By Mat Marquis CHAPTER 5
Progressive Enhancement
Responsive Web design is, in a sense, a natural extension of progressive
enhancement. Responsive Web design and progressive enhancement
both aim to ensure a usable experience for all users, regardless of their
browsing context. RWD is concerned more with providing users with
a natural-feeling layout and presentation for accessing content, and
progressive enhancement aims to ensure access to that content regardless
of a browser’s features and capabilities. We often see the two concepts
conflated — a rare bit of Web development confusion that ends up working
in everyone’s favor.

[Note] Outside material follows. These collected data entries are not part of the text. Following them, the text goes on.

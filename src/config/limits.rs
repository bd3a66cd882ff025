//! The limits file: how many slots a (database, user) pair may hold.
//!
//! Line oriented, whitespace separated: database, user, max_size, and
//! optionally initial_size and min_size. Either pattern may be the literal
//! `all`. Lines starting with `#` are comments.

use crate::errors::Error;

#[derive(Debug, Clone, PartialEq, Eq)]
pub struct LimitConfig {
    pub database: String,
    pub username: String,
    pub max_size: usize,
    pub initial_size: usize,
    pub min_size: usize,
}

impl LimitConfig {
    pub fn validate(&self) -> Result<(), Error> {
        if self.max_size == 0 {
            return Err(Error::BadConfig(format!(
                "limit for {}/{} has max_size 0",
                self.database, self.username
            )));
        }
        if self.initial_size > self.max_size || self.min_size > self.max_size {
            return Err(Error::BadConfig(format!(
                "limit for {}/{}: initial_size and min_size cannot exceed max_size",
                self.database, self.username
            )));
        }
        Ok(())
    }
}

pub fn parse_limits_file(contents: &str) -> Result<Vec<LimitConfig>, Error> {
    let mut limits = Vec::new();

    for (lineno, line) in contents.lines().enumerate() {
        let line = line.trim();
        if line.is_empty() || line.starts_with('#') {
            continue;
        }

        let fields: Vec<&str> = line.split_whitespace().collect();
        if fields.len() < 3 || fields.len() > 5 {
            return Err(Error::BadConfig(format!(
                "limits file line {}: expected 'database user max_size [initial_size [min_size]]'",
                lineno + 1
            )));
        }

        let parse_size = |s: &str| -> Result<usize, Error> {
            s.parse().map_err(|_| {
                Error::BadConfig(format!(
                    "limits file line {}: '{}' is not a size",
                    lineno + 1,
                    s
                ))
            })
        };

        limits.push(LimitConfig {
            database: fields[0].to_string(),
            username: fields[1].to_string(),
            max_size: parse_size(fields[2])?,
            initial_size: if fields.len() > 3 {
                parse_size(fields[3])?
            } else {
                0
            },
            min_size: if fields.len() > 4 {
                parse_size(fields[4])?
            } else {
                0
            },
        });
    }

    Ok(limits)
}
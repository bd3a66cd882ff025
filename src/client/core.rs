/// Handle clients by pretending to be a PostgreSQL server.
use std::net::IpAddr;

use tokio::io::BufReader;

use crate::client::registry;

/// How a client session ended. The supervisor counts these; they are the
/// single-process descendant of the worker exit codes.
#[derive(Debug, Clone, Copy, PartialEq, Eq)]
pub enum SessionOutcome {
    /// The client disconnected cleanly.
    Success,
    /// The client socket failed mid-stream.
    ClientFailure,
    /// The server socket failed mid-stream.
    ServerFailure,
    /// The backend reported FATAL or PANIC.
    ServerFatal,
    /// The primary went away and failover ran.
    Failover,
}

/// The client state. One of these is created per client connection.
pub struct Client<S, T> {
    /// The reads are buffered (8K by default).
    pub(crate) read: BufReader<S>,

    /// Writes go straight out; the pipelines batch what needs batching.
    pub(crate) write: T,

    /// Peer address; None for Unix socket clients.
    pub(crate) ip: Option<IpAddr>,
    pub(crate) addr: String,

    /// Identifies the session in the registry and marks owned slots.
    pub(crate) id: i64,

    pub(crate) username: String,
    pub(crate) database: String,
    pub(crate) appname: String,

    /// Clients want to talk to the admin database.
    pub(crate) admin: bool,
}

impl<S, T> Client<S, T>
where
    S: tokio::io::AsyncRead + std::marker::Unpin,
    T: tokio::io::AsyncWrite + std::marker::Unpin,
{
    #[inline(always)]
    pub fn is_admin(&self) -> bool {
        self.admin
    }

    #[inline(always)]
    pub fn id(&self) -> i64 {
        self.id
    }
}

impl<S, T> Drop for Client<S, T> {
    fn drop(&mut self) {
        registry::unregister(self.id);
    }
}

To many, responsive Web design extends beyond
simply a flexible layout tailored by media queries, and includes such
concerns as the ever-fluctuating landscape of mobile browser features,
offline experiences, and network performance. These concerns are the
realm of progressive enhancement for sure, but it’s a blurring of lines that
I’m glad to see — the kind that only serves to highlight potential issues
that might inhibit users’ access to the sites we build, and keep those issues
at the front of our minds.
The foundation of progressive enhancement is to think in terms of an
element’s inherent meaning: what is the best way to express this widget in
markup alone? How can we represent the intention of an element in a way
that works for everyone, and then build up from there? At the core of every
jQuery Mobile widget is markup that’s meaningful regardless of JavaScript
or CSS. The range slider^5 , for example, is powered by a number input, which
degrades to a text input in browsers unfamiliar with the relatively new
number input. In JavaScript-capable environments, that input is enhanced
to a sliding control. Whether a user receives the enhanced or the basic
experience, they’ll be able to input their data. When you apply this principle
to an entire site, you build a site that makes sense — one that’s usable —
before layering your JavaScript enhancements over that.